→ PROBLEM
Once you find the line containing "and not a map." in the data below, copy it and each following line exactly, up to and including the line containing "a road classification.", and nothing else.

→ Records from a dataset
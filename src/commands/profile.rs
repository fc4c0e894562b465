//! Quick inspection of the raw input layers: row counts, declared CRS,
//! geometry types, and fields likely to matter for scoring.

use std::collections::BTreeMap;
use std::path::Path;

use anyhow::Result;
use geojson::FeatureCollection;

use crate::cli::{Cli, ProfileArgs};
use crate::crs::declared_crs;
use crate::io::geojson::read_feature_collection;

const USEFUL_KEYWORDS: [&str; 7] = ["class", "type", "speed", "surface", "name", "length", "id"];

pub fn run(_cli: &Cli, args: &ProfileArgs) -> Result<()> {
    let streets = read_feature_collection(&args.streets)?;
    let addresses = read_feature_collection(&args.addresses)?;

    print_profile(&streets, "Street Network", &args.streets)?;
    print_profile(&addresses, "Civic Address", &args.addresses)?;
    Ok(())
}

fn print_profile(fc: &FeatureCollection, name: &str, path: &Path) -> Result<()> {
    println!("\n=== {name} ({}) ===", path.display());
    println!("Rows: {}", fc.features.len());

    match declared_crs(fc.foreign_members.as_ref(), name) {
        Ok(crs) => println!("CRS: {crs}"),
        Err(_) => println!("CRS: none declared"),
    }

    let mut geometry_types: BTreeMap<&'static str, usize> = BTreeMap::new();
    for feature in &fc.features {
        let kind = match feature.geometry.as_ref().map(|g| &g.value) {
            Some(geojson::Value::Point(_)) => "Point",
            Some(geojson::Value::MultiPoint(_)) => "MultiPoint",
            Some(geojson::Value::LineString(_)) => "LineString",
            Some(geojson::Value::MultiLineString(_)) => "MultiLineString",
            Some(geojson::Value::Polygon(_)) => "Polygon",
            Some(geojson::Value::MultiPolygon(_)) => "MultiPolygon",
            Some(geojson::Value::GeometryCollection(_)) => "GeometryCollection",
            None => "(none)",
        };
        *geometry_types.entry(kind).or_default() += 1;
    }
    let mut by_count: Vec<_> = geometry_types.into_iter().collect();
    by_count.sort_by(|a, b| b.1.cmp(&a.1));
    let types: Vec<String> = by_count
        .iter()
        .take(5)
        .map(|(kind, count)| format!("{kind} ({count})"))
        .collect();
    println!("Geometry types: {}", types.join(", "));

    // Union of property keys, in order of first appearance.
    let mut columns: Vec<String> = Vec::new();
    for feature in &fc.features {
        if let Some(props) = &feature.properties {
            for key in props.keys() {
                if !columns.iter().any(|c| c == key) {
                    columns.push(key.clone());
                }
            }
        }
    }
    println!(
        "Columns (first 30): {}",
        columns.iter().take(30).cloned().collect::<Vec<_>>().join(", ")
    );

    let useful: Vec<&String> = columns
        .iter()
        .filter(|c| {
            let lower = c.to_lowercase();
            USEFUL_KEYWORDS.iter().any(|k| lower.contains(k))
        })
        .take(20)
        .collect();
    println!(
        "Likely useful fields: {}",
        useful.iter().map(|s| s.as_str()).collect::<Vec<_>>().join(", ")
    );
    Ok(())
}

--

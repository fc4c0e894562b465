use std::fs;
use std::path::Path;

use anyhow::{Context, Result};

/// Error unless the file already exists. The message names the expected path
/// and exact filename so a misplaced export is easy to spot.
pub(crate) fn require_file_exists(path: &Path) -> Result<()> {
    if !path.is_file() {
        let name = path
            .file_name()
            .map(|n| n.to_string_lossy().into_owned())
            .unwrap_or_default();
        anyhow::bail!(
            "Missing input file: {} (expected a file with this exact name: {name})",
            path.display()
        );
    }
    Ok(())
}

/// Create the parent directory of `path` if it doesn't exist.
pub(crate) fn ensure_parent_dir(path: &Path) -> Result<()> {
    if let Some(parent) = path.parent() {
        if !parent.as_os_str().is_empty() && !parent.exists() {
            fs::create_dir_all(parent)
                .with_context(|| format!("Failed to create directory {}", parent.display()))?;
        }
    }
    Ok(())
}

---

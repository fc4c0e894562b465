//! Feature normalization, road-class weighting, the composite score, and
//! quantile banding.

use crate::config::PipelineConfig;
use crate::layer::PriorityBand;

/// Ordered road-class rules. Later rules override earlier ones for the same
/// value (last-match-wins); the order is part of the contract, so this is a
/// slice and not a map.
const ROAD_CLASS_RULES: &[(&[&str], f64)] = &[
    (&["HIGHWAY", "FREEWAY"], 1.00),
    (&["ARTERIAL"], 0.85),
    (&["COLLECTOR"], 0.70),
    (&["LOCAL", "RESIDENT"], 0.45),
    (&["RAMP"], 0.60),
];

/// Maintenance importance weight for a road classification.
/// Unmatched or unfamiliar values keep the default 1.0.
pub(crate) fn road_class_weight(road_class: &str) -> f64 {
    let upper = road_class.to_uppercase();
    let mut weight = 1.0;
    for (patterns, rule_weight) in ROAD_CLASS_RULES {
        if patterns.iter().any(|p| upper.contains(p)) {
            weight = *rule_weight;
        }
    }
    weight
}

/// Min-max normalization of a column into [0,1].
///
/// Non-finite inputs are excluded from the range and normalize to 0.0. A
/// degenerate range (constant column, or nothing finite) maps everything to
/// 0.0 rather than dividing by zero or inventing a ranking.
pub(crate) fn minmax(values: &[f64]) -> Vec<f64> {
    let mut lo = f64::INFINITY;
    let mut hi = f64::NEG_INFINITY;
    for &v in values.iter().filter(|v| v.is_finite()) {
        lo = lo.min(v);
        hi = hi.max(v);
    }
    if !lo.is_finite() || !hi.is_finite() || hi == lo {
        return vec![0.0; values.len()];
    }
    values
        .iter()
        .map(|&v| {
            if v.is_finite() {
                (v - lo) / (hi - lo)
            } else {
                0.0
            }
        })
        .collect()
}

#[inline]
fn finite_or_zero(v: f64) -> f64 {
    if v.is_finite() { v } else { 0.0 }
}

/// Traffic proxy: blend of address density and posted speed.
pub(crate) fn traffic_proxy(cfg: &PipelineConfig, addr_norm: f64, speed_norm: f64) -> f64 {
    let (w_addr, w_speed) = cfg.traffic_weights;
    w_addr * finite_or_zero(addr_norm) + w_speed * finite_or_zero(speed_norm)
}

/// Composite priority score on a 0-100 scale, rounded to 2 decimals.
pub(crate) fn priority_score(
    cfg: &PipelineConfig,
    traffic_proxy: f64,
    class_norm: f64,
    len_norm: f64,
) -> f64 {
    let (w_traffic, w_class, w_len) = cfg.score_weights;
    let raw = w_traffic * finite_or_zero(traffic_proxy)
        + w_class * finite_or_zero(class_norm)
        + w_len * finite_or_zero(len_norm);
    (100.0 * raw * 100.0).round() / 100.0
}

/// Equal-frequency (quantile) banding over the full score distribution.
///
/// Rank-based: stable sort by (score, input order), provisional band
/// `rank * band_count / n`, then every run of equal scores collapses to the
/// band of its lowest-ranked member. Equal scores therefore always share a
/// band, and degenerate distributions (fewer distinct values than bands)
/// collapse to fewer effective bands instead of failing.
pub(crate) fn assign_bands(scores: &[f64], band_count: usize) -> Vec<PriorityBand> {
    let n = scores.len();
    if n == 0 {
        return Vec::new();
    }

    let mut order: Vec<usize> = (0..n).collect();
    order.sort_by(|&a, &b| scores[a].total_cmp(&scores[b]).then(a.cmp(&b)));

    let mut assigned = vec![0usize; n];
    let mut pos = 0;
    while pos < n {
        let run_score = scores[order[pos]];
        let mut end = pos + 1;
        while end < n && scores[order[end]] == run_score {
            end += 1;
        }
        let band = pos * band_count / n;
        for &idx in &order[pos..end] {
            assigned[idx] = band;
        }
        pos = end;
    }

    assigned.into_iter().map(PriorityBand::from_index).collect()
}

→ REPLY
/// slice and not a map.
const ROAD_CLASS_RULES: &[(&[&str], f64)] = &[
    (&["HIGHWAY", "FREEWAY"], 1.00),
    (&["ARTERIAL"], 0.85),
    (&["COLLECTOR"], 0.70),
    (&["LOCAL", "RESIDENT"], 0.45),
    (&["RAMP"], 0.60),
];

/// Maintenance importance weight for a road classification.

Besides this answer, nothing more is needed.